(Stored data entries)
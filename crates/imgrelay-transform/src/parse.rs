//! Grammar for transform chains.
//!
//! ```text
//! chain  := op (',' op)*
//! op     := code '-' params
//! params := int ('x' int)*
//! ```
//!
//! Parsing stops at the first malformed token and returns no operations at all.
//! The normalized chain doubles as a cache file-name component, so its length is
//! capped at [`MAX_CHAIN_LENGTH`].

use crate::error::{TransformError, TransformResult};
use crate::model::{Operation, OperationCode, TransformChain};

const OPERATION_SEPARATOR: char = ',';
const CODE_SEPARATOR: char = '-';
const PARAM_SEPARATOR: char = 'x';

/// Longest normalized chain accepted, in bytes.
pub const MAX_CHAIN_LENGTH: usize = 128;

/// Parse a chain string into a validated [`TransformChain`].
///
/// # Errors
///
/// Returns [`TransformError::InvalidOperation`] for the first token that is empty,
/// uses an unknown code, carries a non-integer parameter, or has the wrong arity,
/// and for a whole chain whose normalized form exceeds [`MAX_CHAIN_LENGTH`].
pub fn parse(chain: &str) -> TransformResult<TransformChain> {
    let operations = chain
        .split(OPERATION_SEPARATOR)
        .map(str::trim)
        .map(parse_operation)
        .collect::<TransformResult<Vec<_>>>()?;
    let parsed = TransformChain::new(operations)
        .ok_or_else(|| TransformError::invalid(chain, "empty_chain"))?;
    if parsed.signature().len() > MAX_CHAIN_LENGTH {
        return Err(TransformError::invalid(chain.trim(), "chain_too_long"));
    }
    Ok(parsed)
}

fn parse_operation(token: &str) -> TransformResult<Operation> {
    if token.is_empty() {
        return Err(TransformError::invalid(token, "empty_operation"));
    }
    let (code, params) = token
        .split_once(CODE_SEPARATOR)
        .ok_or_else(|| TransformError::invalid(token, "missing_parameters"))?;
    let code = OperationCode::from_token(code)
        .ok_or_else(|| TransformError::invalid(token, "unknown_code"))?;
    let params = params
        .split(PARAM_SEPARATOR)
        .map(|param| {
            param
                .parse::<i64>()
                .map_err(|_| TransformError::invalid(token, "non_integer_parameter"))
        })
        .collect::<TransformResult<Vec<_>>>()?;
    if !code.arity().contains(&params.len()) {
        return Err(TransformError::invalid(token, "wrong_arity"));
    }
    build(code, &params).map_err(|reason| TransformError::invalid(token, reason))
}

fn build(code: OperationCode, params: &[i64]) -> Result<Operation, &'static str> {
    let operation = match (code, params) {
        (OperationCode::Resize, [width]) => Operation::Resize {
            width: dimension(*width)?,
            height: None,
        },
        (OperationCode::Resize, [width, height]) => Operation::Resize {
            width: dimension(*width)?,
            height: Some(dimension(*height)?),
        },
        (OperationCode::Rotate, [degrees]) => Operation::Rotate {
            degrees: i32::try_from(*degrees).map_err(|_| "out_of_range")?,
        },
        (OperationCode::Extract, [left, top, width, height]) => Operation::Extract {
            left: dimension(*left)?,
            top: dimension(*top)?,
            width: dimension(*width)?,
            height: dimension(*height)?,
        },
        (OperationCode::Flop, [flag]) => Operation::Flop {
            enabled: flag_value(*flag)?,
        },
        (OperationCode::Flip, [flag]) => Operation::Flip {
            enabled: flag_value(*flag)?,
        },
        _ => return Err("wrong_arity"),
    };
    Ok(operation)
}

fn dimension(value: i64) -> Result<u32, &'static str> {
    if value < 0 {
        return Err("negative_parameter");
    }
    u32::try_from(value).map_err(|_| "out_of_range")
}

fn flag_value(value: i64) -> Result<bool, &'static str> {
    match value {
        0 => Ok(false),
        1 => Ok(true),
        _ => Err("flag_not_boolean"),
    }
}

#[cfg(test)]
mod tests {
    use super::*;
    use proptest::prelude::*;

    fn reason_for(chain: &str) -> &'static str {
        match parse(chain) {
            Ok(parsed) => panic!("expected {chain:?} to be rejected, got {parsed}"),
            Err(err) => err.reason(),
        }
    }

    #[test]
    fn parses_every_code_in_order() -> TransformResult<()> {
        let chain = parse("re-200x100,ro-90,ex-10x10x50x50,fx-1,fy-0")?;
        assert_eq!(
            chain.operations(),
            &[
                Operation::Resize {
                    width: 200,
                    height: Some(100),
                },
                Operation::Rotate { degrees: 90 },
                Operation::Extract {
                    left: 10,
                    top: 10,
                    width: 50,
                    height: 50,
                },
                Operation::Flop { enabled: true },
                Operation::Flip { enabled: false },
            ]
        );
        Ok(())
    }

    #[test]
    fn resize_with_single_parameter_sets_width_only() -> TransformResult<()> {
        let chain = parse("re-200")?;
        assert_eq!(
            chain.operations(),
            &[Operation::Resize {
                width: 200,
                height: None,
            }]
        );
        Ok(())
    }

    #[test]
    fn resize_with_three_parameters_is_rejected() {
        assert_eq!(reason_for("re-1x2x3"), "wrong_arity");
    }

    #[test]
    fn extract_with_three_parameters_is_rejected() {
        let Err(err) = parse("ex-10x10x50") else {
            panic!("extract with three parameters should fail");
        };
        assert_eq!(err.token(), "ex-10x10x50");
        assert_eq!(err.reason(), "wrong_arity");
    }

    #[test]
    fn first_bad_token_aborts_the_whole_chain() {
        let Err(err) = parse("re-200,zz-1,ro-90") else {
            panic!("unknown code should fail the chain");
        };
        assert_eq!(err.token(), "zz-1");
        assert_eq!(err.reason(), "unknown_code");
    }

    #[test]
    fn rejects_malformed_tokens() {
        assert_eq!(reason_for(""), "empty_operation");
        assert_eq!(reason_for("re-1,,ro-90"), "empty_operation");
        assert_eq!(reason_for("re200"), "missing_parameters");
        assert_eq!(reason_for("re-"), "non_integer_parameter");
        assert_eq!(reason_for("re-abc"), "non_integer_parameter");
        assert_eq!(reason_for("re-1.5"), "non_integer_parameter");
        assert_eq!(reason_for("re--5"), "negative_parameter");
        assert_eq!(reason_for("re-99999999999"), "out_of_range");
        assert_eq!(reason_for("fx-2"), "flag_not_boolean");
        assert_eq!(reason_for("ro-90x90"), "wrong_arity");
    }

    #[test]
    fn accepts_negative_rotation_and_whitespace() -> TransformResult<()> {
        let chain = parse(" ro--90 , fy-1 ")?;
        assert_eq!(chain.to_string(), "ro--90,fy-1");
        Ok(())
    }

    #[test]
    fn chain_length_is_capped() -> TransformResult<()> {
        let at_limit = format!("{}re-10x10", "fx-1,".repeat(24));
        assert_eq!(at_limit.len(), MAX_CHAIN_LENGTH);
        assert_eq!(parse(&at_limit)?.signature(), at_limit);

        let past_limit = format!("{}re-10x100", "fx-1,".repeat(24));
        assert_eq!(reason_for(&past_limit), "chain_too_long");
        assert_eq!(reason_for(&["fx-1"; 50].join(",")), "chain_too_long");
        Ok(())
    }

    #[test]
    fn padding_does_not_count_towards_the_cap() -> TransformResult<()> {
        let padded = format!("  {}  ", ["fx-1"; 25].join(" , "));
        assert_eq!(parse(&padded)?.signature().len(), 124);
        Ok(())
    }

    fn operation_strategy() -> impl Strategy<Value = Operation> {
        prop_oneof![
            (0..5000_u32, proptest::option::of(0..5000_u32))
                .prop_map(|(width, height)| Operation::Resize { width, height }),
            (-720..720_i32).prop_map(|degrees| Operation::Rotate { degrees }),
            (0..500_u32, 0..500_u32, 0..500_u32, 0..500_u32).prop_map(
                |(left, top, width, height)| Operation::Extract {
                    left,
                    top,
                    width,
                    height,
                }
            ),
            any::<bool>().prop_map(|enabled| Operation::Flop { enabled }),
            any::<bool>().prop_map(|enabled| Operation::Flip { enabled }),
        ]
    }

    proptest! {
        #[test]
        fn normalized_chains_round_trip(
            operations in proptest::collection::vec(operation_strategy(), 1..6),
        ) {
            let Some(chain) = TransformChain::new(operations) else {
                return Err(TestCaseError::fail("generated chain was empty"));
            };
            let rendered = chain.to_string();
            let reparsed = parse(&rendered).map_err(|err| TestCaseError::fail(err.to_string()))?;
            prop_assert_eq!(&reparsed, &chain);
            prop_assert_eq!(reparsed.to_string(), rendered);
        }

        #[test]
        fn a_malformed_token_anywhere_rejects_the_chain(
            operations in proptest::collection::vec(operation_strategy(), 0..6),
            position in 0..6_usize,
            bad in prop_oneof![
                Just("zz-1"),
                Just("re-1x2x3"),
                Just("ex-1x2x3"),
                Just("ro-a"),
                Just("fx"),
            ],
        ) {
            let mut tokens: Vec<String> = operations.iter().map(ToString::to_string).collect();
            let position = position.min(tokens.len());
            tokens.insert(position, bad.to_string());
            let result = parse(&tokens.join(","));
            prop_assert!(result.is_err());
            if let Err(err) = result {
                prop_assert_eq!(err.token(), bad);
            }
        }
    }
}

Task brief → Copy out each line of the entries where the word "fail" is found.

Answer →
            panic!("extract with three parameters should fail");
            panic!("unknown code should fail the chain");
                return Err(TestCaseError::fail("generated chain was empty"));
            let reparsed = parse(&rendered).map_err(|err| TestCaseError::fail(err.to_string()))?;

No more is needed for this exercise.